Please retype the records below exactly, from the first line down to and including the line with "pub struct ScanResult".
*** THE DATA ***
//! Repository scanner: walks a directory tree and classifies every file.
//!
//! Prunes excluded directory names, reads each file, classifies it by
//! extension and records which governance markers its content carries.
//! A file that cannot be read still produces a (defaulted) result.

pub mod classify;

use chrono::{DateTime, Utc};
use ignore::WalkBuilder;
use rayon::prelude::*;
use serde::{Deserialize, Serialize};
use std::collections::{BTreeMap, HashSet};
use std::fmt;
use std::fs;
use std::path::{Path, PathBuf};
use std::time::SystemTime;
use tracing::{debug, info, warn};

pub use classify::{Language, ResourceFormat, ResourceType};

use crate::config::{GovernanceConfig, GraphConfig};
use crate::error::{GraphError, Result};

/// Classification and governance flags for one scanned file.
#[derive(Debug, Clone, PartialEq, Serialize, Deserialize)]
#[serde(rename_all = "camelCase")]
pub struct ScanResult {
    /// Path relative to the scan root, `/`-separated.
    pub path: String,
    #[serde(rename = "type")]
    pub resource_type: ResourceType,
    pub language: Language,
    pub format: ResourceFormat,
    pub size: u64,
    pub last_modified: DateTime<Utc>,
    pub has_governance_tag: bool,
    pub has_semantic_anchor: bool,
    pub has_charter_version: bool,
}

impl ScanResult {
    /// Result recorded for a file whose content or metadata could not be read.
    pub fn unreadable(path: String) -> Self {
        Self {
            path,
            resource_type: ResourceType::Unknown,
            language: Language::Unspecified,
            format: ResourceFormat::Binary,
            size: 0,
            last_modified: DateTime::<Utc>::from(SystemTime::UNIX_EPOCH),
            has_governance_tag: false,
            has_semantic_anchor: false,
            has_charter_version: false,
        }
    }

    /// True when any of the three governance markers is absent.
    pub fn missing_governance_tags(&self) -> bool {
        !(self.has_governance_tag && self.has_semantic_anchor && self.has_charter_version)
    }
}

/// Walks a repository and keeps the results of the latest scan.
#[derive(Debug, Clone)]
pub struct Scanner {
    excluded_dirs: HashSet<String>,
    markers: GovernanceConfig,
    results: BTreeMap<String, ScanResult>,
}

impl Scanner {
    pub fn new(config: &GraphConfig) -> Self {
        Self {
            excluded_dirs: config.scan.excluded_dirs.iter().cloned().collect(),
            markers: config.governance.clone(),
            results: BTreeMap::new(),
        }
    }

    /// Scan every non-excluded file under `root`.
    ///
    /// Replaces the results of any previous scan. Returns the results
    /// ordered by path.
    pub fn scan_repository(&mut self, root: &Path) -> Result<Vec<ScanResult>> {
        if !root.is_dir() {
            return Err(GraphError::RootNotFound(root.to_path_buf()));
        }

        let files = self.collect_files(root);
        debug!(root = %root.display(), file_count = files.len(), "scanning files");

        self.results = self
            .scan_files(&files)
            .into_iter()
            .map(|result| (result.path.clone(), result))
            .collect();

        info!(
            root = %root.display(),
            files = self.results.len(),
            "scan complete"
        );
        Ok(self.results.values().cloned().collect())
    }

    /// Walk `root`, returning (absolute, root-relative) paths of all files.
    fn collect_files(&self, root: &Path) -> Vec<(PathBuf, String)> {
        let excluded = self.excluded_dirs.clone();
        let walker = WalkBuilder::new(root)
            .hidden(false)
            .ignore(false)
            .parents(false)
            .git_ignore(false)
            .git_global(false)
            .git_exclude(false)
            .filter_entry(move |entry| {
                let is_dir = entry.file_type().is_some_and(|ft| ft.is_dir());
                entry.depth() == 0
                    || !is_dir
                    || !excluded.contains(entry.file_name().to_string_lossy().as_ref())
            })
            .build();

        let mut files = Vec::new();
        for entry in walker {
            let entry = match entry {
                Ok(entry) => entry,
                Err(e) => {
                    warn!(error = %e, "skipping unreadable directory entry");
                    continue;
                }
            };
            if !entry.file_type().is_some_and(|ft| ft.is_file()) {
                continue;
            }
            let rel = relative_path(root, entry.path());
            files.push((entry.into_path(), rel));
        }
        files
    }

    /// Read and classify collected files in parallel.
    ///
    /// A file that vanished or became unreadable since the walk yields a
    /// defaulted result instead of failing the batch.
    fn scan_files(&self, files: &[(PathBuf, String)]) -> Vec<ScanResult> {
        let markers = &self.markers;
        files
            .par_iter()
            .map(|(abs, rel)| scan_file(abs, rel.clone(), markers))
            .collect()
    }

    pub fn get(&self, path: &str) -> Option<&ScanResult> {
        self.results.get(path)
    }

    pub fn results(&self) -> impl Iterator<Item = &ScanResult> {
        self.results.values()
    }

    pub fn by_type(&self, resource_type: ResourceType) -> Vec<&ScanResult> {
        self.results
            .values()
            .filter(|r| r.resource_type == resource_type)
            .collect()
    }

    pub fn by_language(&self, language: Language) -> Vec<&ScanResult> {
        self.results
            .values()
            .filter(|r| r.language == language)
            .collect()
    }

    /// Files lacking at least one of the governance markers.
    pub fn missing_governance_tags(&self) -> Vec<&ScanResult> {
        self.results
            .values()
            .filter(|r| r.missing_governance_tags())
            .collect()
    }

    pub fn len(&self) -> usize {
        self.results.len()
    }

    pub fn is_empty(&self) -> bool {
        self.results.is_empty()
    }

    /// Aggregate counts over the latest scan.
    pub fn summary(&self) -> ScanSummary {
        let mut summary = ScanSummary::default();
        for result in self.results.values() {
            summary.total_files += 1;
            *summary
                .by_type
                .entry(result.resource_type.to_string())
                .or_default() += 1;
            *summary
                .by_language
                .entry(result.language.to_string())
                .or_default() += 1;
            if result.missing_governance_tags() {
                summary.missing_governance += 1;
            }
        }
        summary
    }
}

/// Read and classify a single file. Never fails.
fn scan_file(abs: &Path, rel: String, markers: &GovernanceConfig) -> ScanResult {
    let metadata = match fs::metadata(abs) {
        Ok(m) => m,
        Err(e) => {
            warn!(file = %abs.display(), error = %e, "cannot stat file");
            return ScanResult::unreadable(rel);
        }
    };
    let bytes = match fs::read(abs) {
        Ok(b) => b,
        Err(e) => {
            warn!(file = %abs.display(), error = %e, "cannot read file");
            return ScanResult::unreadable(rel);
        }
    };
    let content = String::from_utf8_lossy(&bytes);
    let last_modified = metadata
        .modified()
        .map(DateTime::<Utc>::from)
        .unwrap_or_else(|_| DateTime::<Utc>::from(SystemTime::UNIX_EPOCH));

    let path = Path::new(&rel);
    ScanResult {
        resource_type: ResourceType::from_path(path),
        language: Language::from_path(path),
        format: ResourceFormat::from_path(path),
        size: metadata.len(),
        last_modified,
        has_governance_tag: content.contains(&markers.governed_marker),
        has_semantic_anchor: content.contains(&markers.semantic_marker),
        has_charter_version: content.contains(&markers.charter_marker),
        path: rel,
    }
}

/// Root-relative path with `/` separators regardless of platform.
pub(crate) fn relative_path(root: &Path, path: &Path) -> String {
    let rel = path.strip_prefix(root).unwrap_or(path);
    rel.components()
        .map(|c| c.as_os_str().to_string_lossy())
        .collect::<Vec<_>>()
        .join("/")
}

/// Counts over one scan.
#[derive(Debug, Clone, Default, Serialize, Deserialize)]
pub struct ScanSummary {
    pub total_files: usize,
    pub by_type: BTreeMap<String, usize>,
    pub by_language: BTreeMap<String, usize>,
    pub missing_governance: usize,
}

impl fmt::Display for ScanSummary {
    fn fmt(&self, f: &mut fmt::Formatter<'_>) -> fmt::Result {
        let types = self
            .by_type
            .iter()
            .map(|(k, v)| format!("{k}: {v}"))
            .collect::<Vec<_>>()
            .join(", ");
        write!(
            f,
            "Found {} files ({}), {} missing governance tags",
            self.total_files, types, self.missing_governance
        )
    }
}

#[cfg(test)]
mod tests {
    use super::*;
    use tempfile::TempDir;

    fn write(root: &Path, rel: &str, content: &str) {
        let path = root.join(rel);
        fs::create_dir_all(path.parent().unwrap()).unwrap();
        fs::write(path, content).unwrap();
    }

    fn fixture() -> TempDir {
        let dir = TempDir::new().unwrap();
        let root = dir.path();
        write(
            root,
            "src/index.ts",
            "// @GL-governed\n// @GL-semantic: core-entry\n// @GL-charter-version: 2.0\nexport {};\n",
        );
        write(root, "src/util.js", "module.exports = {};\n");
        write(root, "docs/guide.md", "# Guide\n@GL-governed\n");
        write(root, "config/app.yaml", "name: app\n");
        write(root, "node_modules/pkg/index.js", "x");
        write(root, ".git/HEAD", "ref: refs/heads/main");
        write(root, "dist/bundle.js", "x");
        write(root, "packages/a/build/out.js", "x");
        dir
    }

    #[test]
    fn test_scan_skips_excluded_dirs() {
        let dir = fixture();
        let mut scanner = Scanner::new(&GraphConfig::default());
        let results = scanner.scan_repository(dir.path()).unwrap();

        let paths: Vec<&str> = results.iter().map(|r| r.path.as_str()).collect();
        assert_eq!(
            paths,
            vec!["config/app.yaml", "docs/guide.md", "src/index.ts", "src/util.js"]
        );
        assert_eq!(scanner.len(), 4);
    }

    #[test]
    fn test_exclusion_is_exact_name_match() {
        let dir = TempDir::new().unwrap();
        write(dir.path(), "builder/main.py", "import os\n");
        write(dir.path(), "dist2/x.py", "");
        write(dir.path(), "build/x.py", "");

        let mut scanner = Scanner::new(&GraphConfig::default());
        let results = scanner.scan_repository(dir.path()).unwrap();
        let paths: Vec<&str> = results.iter().map(|r| r.path.as_str()).collect();
        assert_eq!(paths, vec!["builder/main.py", "dist2/x.py"]);
    }

    #[test]
    fn test_scan_records_classification_and_tags() {
        let dir = fixture();
        let mut scanner = Scanner::new(&GraphConfig::default());
        scanner.scan_repository(dir.path()).unwrap();

        let entry = scanner.get("src/index.ts").unwrap();
        assert_eq!(entry.resource_type, ResourceType::Code);
        assert_eq!(entry.language, Language::TypeScript);
        assert_eq!(entry.format, ResourceFormat::Text);
        assert!(entry.size > 0);
        assert!(entry.has_governance_tag);
        assert!(entry.has_semantic_anchor);
        assert!(entry.has_charter_version);
        assert!(!entry.missing_governance_tags());

        let guide = scanner.get("docs/guide.md").unwrap();
        assert!(guide.has_governance_tag);
        assert!(!guide.has_semantic_anchor);
        assert!(guide.missing_governance_tags());
    }

    #[test]
    fn test_queries_without_rescan() {
        let dir = fixture();
        let mut scanner = Scanner::new(&GraphConfig::default());
        scanner.scan_repository(dir.path()).unwrap();

        assert_eq!(scanner.by_type(ResourceType::Code).len(), 2);
        assert_eq!(scanner.by_language(Language::JavaScript).len(), 1);
        assert_eq!(scanner.missing_governance_tags().len(), 3);

        let summary = scanner.summary();
        assert_eq!(summary.total_files, 4);
        assert_eq!(summary.by_type.get("code"), Some(&2));
        assert_eq!(summary.missing_governance, 3);
    }

    #[test]
    fn test_rescan_replaces_results() {
        let dir = fixture();
        let mut scanner = Scanner::new(&GraphConfig::default());
        scanner.scan_repository(dir.path()).unwrap();

        let other = TempDir::new().unwrap();
        write(other.path(), "only.py", "print(1)\n");
        let results = scanner.scan_repository(other.path()).unwrap();
        assert_eq!(results.len(), 1);
        assert!(scanner.get("src/index.ts").is_none());
    }

    #[test]
    fn test_binary_content_is_read_lossily() {
        let dir = TempDir::new().unwrap();
        fs::write(dir.path().join("logo.png"), [0x89, 0x50, 0x4e, 0x47, 0xff, 0x00]).unwrap();

        let mut scanner = Scanner::new(&GraphConfig::default());
        let results = scanner.scan_repository(dir.path()).unwrap();
        assert_eq!(results.len(), 1);
        assert_eq!(results[0].resource_type, ResourceType::Unknown);
        assert_eq!(results[0].format, ResourceFormat::Binary);
        assert_eq!(results[0].size, 6);
    }

    #[test]
    fn test_unreadable_result_is_defaulted() {
        let result = ScanResult::unreadable("secret.ts".to_string());
        assert_eq!(result.resource_type, ResourceType::Unknown);
        assert_eq!(result.language, Language::Unspecified);
        assert_eq!(result.size, 0);
        assert!(result.missing_governance_tags());
        assert_eq!(result.last_modified.timestamp(), 0);
    }

    #[test]
    fn test_vanished_file_does_not_abort_scan() {
        let dir = fixture();
        let scanner = Scanner::new(&GraphConfig::default());
        let files = scanner.collect_files(dir.path());
        assert_eq!(files.len(), 4);

        // Deleted between the walk and the read
        fs::remove_file(dir.path().join("src/util.js")).unwrap();
        let results = scanner.scan_files(&files);

        assert_eq!(results.len(), 4);
        let gone = results.iter().find(|r| r.path == "src/util.js").unwrap();
        assert_eq!(gone, &ScanResult::unreadable("src/util.js".to_string()));

        let index = results.iter().find(|r| r.path == "src/index.ts").unwrap();
        assert_eq!(index.language, Language::TypeScript);
        assert!(!index.missing_governance_tags());
    }

    #[test]
    fn test_scan_file_on_missing_path_keeps_path() {
        let dir = TempDir::new().unwrap();
        let result = scan_file(
            &dir.path().join("absent.py"),
            "absent.py".to_string(),
            &GovernanceConfig::default(),
        );
        assert_eq!(result.path, "absent.py");
        assert_eq!(result.resource_type, ResourceType::Unknown);
        assert_eq!(result.size, 0);
    }

    #[test]
    fn test_missing_root_is_an_error() {
        let dir = TempDir::new().unwrap();
        let mut scanner = Scanner::new(&GraphConfig::default());
        let err = scanner
            .scan_repository(&dir.path().join("missing"))
            .unwrap_err();
        assert!(matches!(err, GraphError::RootNotFound(_)));
    }

    #[test]
    fn test_custom_exclusions() {
        let dir = fixture();
        let mut config = GraphConfig::default();
        config.scan.excluded_dirs = vec!["docs".to_string()];
        let mut scanner = Scanner::new(&config);
        let results = scanner.scan_repository(dir.path()).unwrap();
        assert!(results.iter().all(|r| !r.path.starts_with("docs/")));
        assert!(results.iter().any(|r| r.path.starts_with("node_modules/")));
    }
}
*** End of THE DATA ***
▶ _REPLY TO THE TASK_
//! Repository scanner: walks a directory tree and classifies every file.
//!
//! Prunes excluded directory names, reads each file, classifies it by
//! extension and records which governance markers its content carries.
//! A file that cannot be read still produces a (defaulted) result.

pub mod classify;

use chrono::{DateTime, Utc};
use ignore::WalkBuilder;
use rayon::prelude::*;
use serde::{Deserialize, Serialize};
use std::collections::{BTreeMap, HashSet};
use std::fmt;
use std::fs;
use std::path::{Path, PathBuf};
use std::time::SystemTime;
use tracing::{debug, info, warn};

pub use classify::{Language, ResourceFormat, ResourceType};

use crate::config::{GovernanceConfig, GraphConfig};
use crate::error::{GraphError, Result};

/// Classification and governance flags for one scanned file.
#[derive(Debug, Clone, PartialEq, Serialize, Deserialize)]
#[serde(rename_all = "camelCase")]
pub struct ScanResult {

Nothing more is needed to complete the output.